Maintenant, c'est autre chose.
Les jeunes qui font leur première communion n'ont pas d'expérience de l'eucharistie. Ils y sont allés deux ou trois fois pour des funérailles ou la première communion d'un frère plus vieux. C'est pas mal tout. Et je n'exagère pas. Quelques-uns y sont allés plus souvent, beaucoup d'autres y sont allés moins. Leur souvenir de ces rassemblements est très vague. Alors leur dire que l'eucharistie est un repas, un rassemblement de la famille chrétienne, une occasion de rencontre avec le Seigneur... Ils n'ont rien vécu de tout ça. Oui, ils ont vu des gens manger quelque chose, de loin, mais ça n'a aucun rapport avec leur expérience de ce qu'est un repas. Ils ont vu un rassemblement de personnes, mais dire que c'est la "famille chrétienne" qui se rassemblait équivaut à leur apprendre que quand on se rassemble un tas de personnes qui ne vivons rien ensemble pour célébrer un rite de passage de quelques personnes une fois de temps en temps, c'est ça la communauté chrétienne. Alors ils retiennent ça, veulent ça pour eux quand le temps sera venu, vont le vouloir à nouveau, peut-être, quand ils se marieront et voudront faire baptiser leurs enfants, expliqueront ça à leurs enfants et on aura perpétué la fausse image que l'Église c'est une compagnie qui organise de supers beaux rites de passage dans une super bâtisse au centre de notre village, pour pas trop cher. Elle a juste le défaut que pour chaque rite, elle a des exigences tannantes mais bon, on s'en accommode le temps que ça dure et on s'en balance quand nous avons eu ce que nous voulons...

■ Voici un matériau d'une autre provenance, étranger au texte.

/// Values offered to variable binding for this event.
///
/// - webhook: top-level payload fields named like a declared variable
/// - file upload: the file metadata under its variable key
/// - explicit `event.variables` always win
fn offered_variables(
    workflow: &Workflow,
    event: &TriggerEvent,
) -> Result<Map<String, Value>, TriggerError> {
    let mut offered = Map::new();

    match &event.kind {
        TriggerKind::Webhook { .. } => {
            if let Some(Value::Object(body)) = &event.payload {
                for variable in &workflow.variables {
                    if let Some(value) = body.get(&variable.key) {
                        offered.insert(variable.key.clone(), value.clone());
                    }
                }
            }
        }
        TriggerKind::FileUpload { variable_key, file } => {
            let accept = workflow.triggers.iter().find_map(|t| match &t.config {
                TriggerConfig::FileUpload {
                    variable_key: key,
                    accept,
                } if t.enabled && key == variable_key => Some(accept),
                _ => None,
            });
            let rejected = accept.is_some_and(|accept| {
                !accept.is_empty() && !accept.iter().any(|m| mime_matches(m, &file.mime_type))
            });
            if rejected {
                return Err(TriggerError::RejectedUpload(format!(
                    "'{}' is not an accepted file type for '{variable_key}'",
                    file.mime_type
                )));
            }
            match workflow.variable(variable_key) {
                Some(v) if v.var_type == VariableType::File => {}
                _ => {
                    return Err(TriggerError::RejectedUpload(format!(
                        "'{variable_key}' is not a file variable"
                    )));
                }
            }
            let metadata = serde_json::to_value(file)
                .map_err(|e| TriggerError::RejectedUpload(e.to_string()))?;
            offered.insert(variable_key.clone(), metadata);
        }
        TriggerKind::Manual | TriggerKind::Timer { .. } => {}
    }

    offered.extend(event.variables.clone());
    Ok(offered)
}

/// `image/*` style wildcards are allowed.
fn mime_matches(pattern: &str, mime_type: &str) -> bool {
    match pattern.strip_suffix("/*") {
        Some(family) => mime_type
            .split_once('/')
            .is_some_and(|(top, _)| top.eq_ignore_ascii_case(family)),
        None => pattern.eq_ignore_ascii_case(mime_type),
    }
}

fn default_actor(kind: &TriggerKind) -> String {
    match kind {
        TriggerKind::Manual => "manual".to_string(),
        TriggerKind::Timer { trigger_id, .. } => format!("scheduler:{trigger_id}"),
        TriggerKind::Webhook { path } => format!("webhook:{path}"),
        TriggerKind::FileUpload { file, .. } => format!("upload:{}", file.file_name),
    }
}

#[cfg(test)]
mod tests {
    use super::*;
    use crate::artifact::{ArtifactResolver, BoxBlobStore, MemoryBlobStore};
    use crate::capsule::{SimulatedServices, builtin_registry};
    use crate::engine::EngineError;
    use crate::repository::memory::{MemoryExecutionRepository, MemoryWorkflowRepository};
    use capflow_types::config::EngineSettings;
    use capflow_types::execution::ExecutionStatus;
    use serde_json::json;

    type Dispatcher = TriggerDispatcher<MemoryWorkflowRepository, MemoryExecutionRepository>;

    fn workflow() -> Workflow {
        serde_json::from_value(json!({
            "name": "intake",
            "variables": [
                {"key": "team", "type": "string", "default_value": "ops"},
                {"key": "attachment", "type": "file"}
            ],
            "nodes": [
                {"node_id": "start", "name": "Start", "type": "manual-trigger"},
                {"node_id": "report", "name": "Report", "type": "report-renderer",
                 "config": {"title": "Intake for {{vars.team}}"}}
            ],
            "edges": [{"source_node_id": "start", "source_slot_id": "payload",
                       "target_node_id": "report", "target_slot_id": "content"}],
            "triggers": [
                {"trigger_id": "nightly", "type": "timer", "cron": "0 2 * * *"},
                {"trigger_id": "hook", "type": "webhook", "path": "/intake/"},
                {"trigger_id": "off", "type": "webhook", "path": "disabled", "enabled": false},
                {"trigger_id": "upload", "type": "file_upload", "variable_key": "attachment",
                 "accept": ["application/pdf", "image/*"]}
            ]
        }))
        .unwrap()
    }

    async fn dispatcher() -> (Dispatcher, Workflow) {
        let repo = Arc::new(MemoryWorkflowRepository::new());
        let wf = workflow();
        repo.save(&wf).await.unwrap();
        let engine = ExecutionEngine::new(
            MemoryExecutionRepository::new(),
            builtin_registry(),
            ArtifactResolver::new(BoxBlobStore::new(MemoryBlobStore::new()), 1024),
            Arc::new(SimulatedServices),
            EngineSettings::default(),
        );
        let dispatcher = TriggerDispatcher::new(repo, engine);
        assert_eq!(dispatcher.load_routes().await.unwrap(), 1);
        (dispatcher, wf)
    }

    fn upload(mime_type: &str) -> UploadedFile {
        UploadedFile {
            file_name: "scan.pdf".to_string(),
            mime_type: mime_type.to_string(),
            size_bytes: 2048,
            storage_key: "uploads/scan.pdf".to_string(),
        }
    }

    #[tokio::test]
    async fn manual_dispatch_binds_defaults_and_actor() {
        let (dispatcher, wf) = dispatcher().await;
        let event = TriggerEvent::manual(wf.id, Map::new()).with_actor("alice");

        let queued = dispatcher.dispatch(event).await.unwrap();

        assert_eq!(queued.status, ExecutionStatus::Queued);
        assert_eq!(queued.trigger_type, TriggerType::Manual);
        assert_eq!(queued.triggered_by.as_deref(), Some("alice"));
        assert_eq!(queued.variables["team"], "ops");
    }

    #[tokio::test]
    async fn webhook_payload_fields_become_variables() {
        let (dispatcher, wf) = dispatcher().await;

        let queued = dispatcher
            .dispatch_webhook("intake", Some(json!({"team": "billing", "noise": 1})))
            .await
            .unwrap();

        assert_eq!(queued.workflow_id, wf.id);
        assert_eq!(queued.trigger_type, TriggerType::Webhook);
        assert_eq!(queued.triggered_by.as_deref(), Some("webhook:intake"));
        assert_eq!(queued.variables["team"], "billing");
        assert!(!queued.variables.contains_key("noise"));
    }

    #[tokio::test]
    async fn unknown_and_disabled_webhooks_are_not_found() {
        let (dispatcher, _) = dispatcher().await;
        for path in ["nope", "disabled"] {
            assert!(matches!(
                dispatcher.dispatch_webhook(path, None).await,
                Err(TriggerError::WebhookNotFound(_))
            ));
        }
    }

    #[tokio::test]
    async fn timer_dispatch_requires_a_matching_trigger() {
        let (dispatcher, wf) = dispatcher().await;

        let queued = dispatcher
            .dispatch(TriggerEvent::timer(wf.id, "nightly", Utc::now()))
            .await
            .unwrap();
        assert_eq!(queued.trigger_type, TriggerType::Timer);
        assert_eq!(queued.triggered_by.as_deref(), Some("scheduler:nightly"));

        assert!(matches!(
            dispatcher
                .dispatch(TriggerEvent::timer(wf.id, "hourly", Utc::now()))
                .await,
            Err(TriggerError::NoMatchingTrigger { .. })
        ));
    }

    #[tokio::test]
    async fn file_upload_checks_mime_type() {
        let (dispatcher, wf) = dispatcher().await;
        let event = |mime: &str| TriggerEvent {
            workflow_id: wf.id,
            kind: TriggerKind::FileUpload {
                variable_key: "attachment".to_string(),
                file: upload(mime),
            },
            actor: None,
            payload: None,
            variables: Map::new(),
        };

        let queued = dispatcher.dispatch(event("image/png")).await.unwrap();
        assert_eq!(queued.variables["attachment"]["storage_key"], "uploads/scan.pdf");

        assert!(matches!(
            dispatcher.dispatch(event("text/csv")).await,
            Err(TriggerError::RejectedUpload(_))
        ));
    }

    #[tokio::test]
    async fn missing_workflow_and_invalid_variables_are_reported() {
        let (dispatcher, wf) = dispatcher().await;

        assert!(matches!(
            dispatcher
                .dispatch(TriggerEvent::manual(Uuid::now_v7(), Map::new()))
                .await,
            Err(TriggerError::WorkflowNotFound(_))
        ));

        let mut vars = Map::new();
        vars.insert("team".to_string(), json!({"not": "a string"}));
        assert!(matches!(
            dispatcher.dispatch(TriggerEvent::manual(wf.id, vars)).await,
            Err(TriggerError::Engine(EngineError::Variable(_)))
        ));
    }

    #[tokio::test]
    async fn webhook_path_conflicts_are_rejected() {
        let (dispatcher, _) = dispatcher().await;
        let mut other = workflow();
        other.id = Uuid::now_v7();

        assert!(matches!(
            dispatcher.register_workflow(&other),
            Err(TriggerError::WebhookPathTaken { .. })
        ));

        dispatcher.unregister_workflow(&dispatcher.webhook_route("intake").unwrap().workflow_id);
        assert_eq!(dispatcher.register_workflow(&other).unwrap(), 1);
        assert_eq!(dispatcher.webhook_route("/intake").unwrap().workflow_id, other.id);
    }

    #[tokio::test]
    async fn concurrent_registrations_of_one_path_have_a_single_winner() {
        let (dispatcher, _) = dispatcher().await;
        let contenders: Vec<Workflow> = (0..8)
            .map(|_| {
                let mut wf = workflow();
                wf.id = Uuid::now_v7();
                for trigger in &mut wf.triggers {
                    if let TriggerConfig::Webhook { path, .. } = &mut trigger.config {
                        *path = "race".to_string();
                    }
                }
                wf
            })
            .collect();

        let barrier = std::sync::Barrier::new(contenders.len());
        let results: Vec<bool> = std::thread::scope(|scope| {
            let handles: Vec<_> = contenders
                .iter()
                .map(|wf| {
                    let (dispatcher, barrier) = (&dispatcher, &barrier);
                    scope.spawn(move || {
                        barrier.wait();
                        dispatcher.register_workflow(wf).is_ok()
                    })
                })
                .collect();
            handles.into_iter().map(|h| h.join().unwrap()).collect()
        });

        assert_eq!(results.iter().filter(|ok| **ok).count(), 1);
        let winner = results.iter().position(|ok| *ok).unwrap();
        assert_eq!(dispatcher.webhook_route("race").unwrap().workflow_id, contenders[winner].id);
    }

    #[test]
    fn mime_wildcards() {
        assert!(mime_matches("image/*", "image/png"));
        assert!(mime_matches("application/pdf", "Application/PDF"));
        assert!(!mime_matches("image/*", "text/plain"));
    }
}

Le paragraphe précédent est une caricature, mais pas tant que ça, malheureusement.
Pour rencontrer des parents et d'autres adultes depuis environ 25 ans en pastorale, j'ai acquis quelques convictions. L'une d'elle est qu'ils sont des croyants. Si vous pensez que ma description ci-haut est pessimiste, vous n'avez rien vu. Certains disent que les parents n'ont pas la foi. Je dis non. Ils n'ont pas une foi très développée théologiquement parlant,ni très liée aux rites liturgiques, mais leur vie est truffée de moments où ils se sont adressés à Dieu, au fond du baril, atterrés par la souffrance de leurs enfants, terrassés par la maladie, emportés dans les tourbillons d'épreuves inimaginables. Quand je vis une catéchèse sur la Bible et ses symboles avec eux, je vois les yeux s'illuminer, s'agrandir, pleurer quelques fois. Ils se rendent compte que l'Écriture parle d'eux, de leurs vies, de leurs relations avec ce Dieu qui est là et qui ne les a jamais lâchés même si les choses ne se sont pas passées à leurs goûts. Et ils Le rencontrent à nouveau à ce moment précis. Il y a bien des gens indifférents, mais la majorité des adultes que j'ai devant moi, parents ou non, sont des croyants.
Le problème est de notre bord, en grande partie.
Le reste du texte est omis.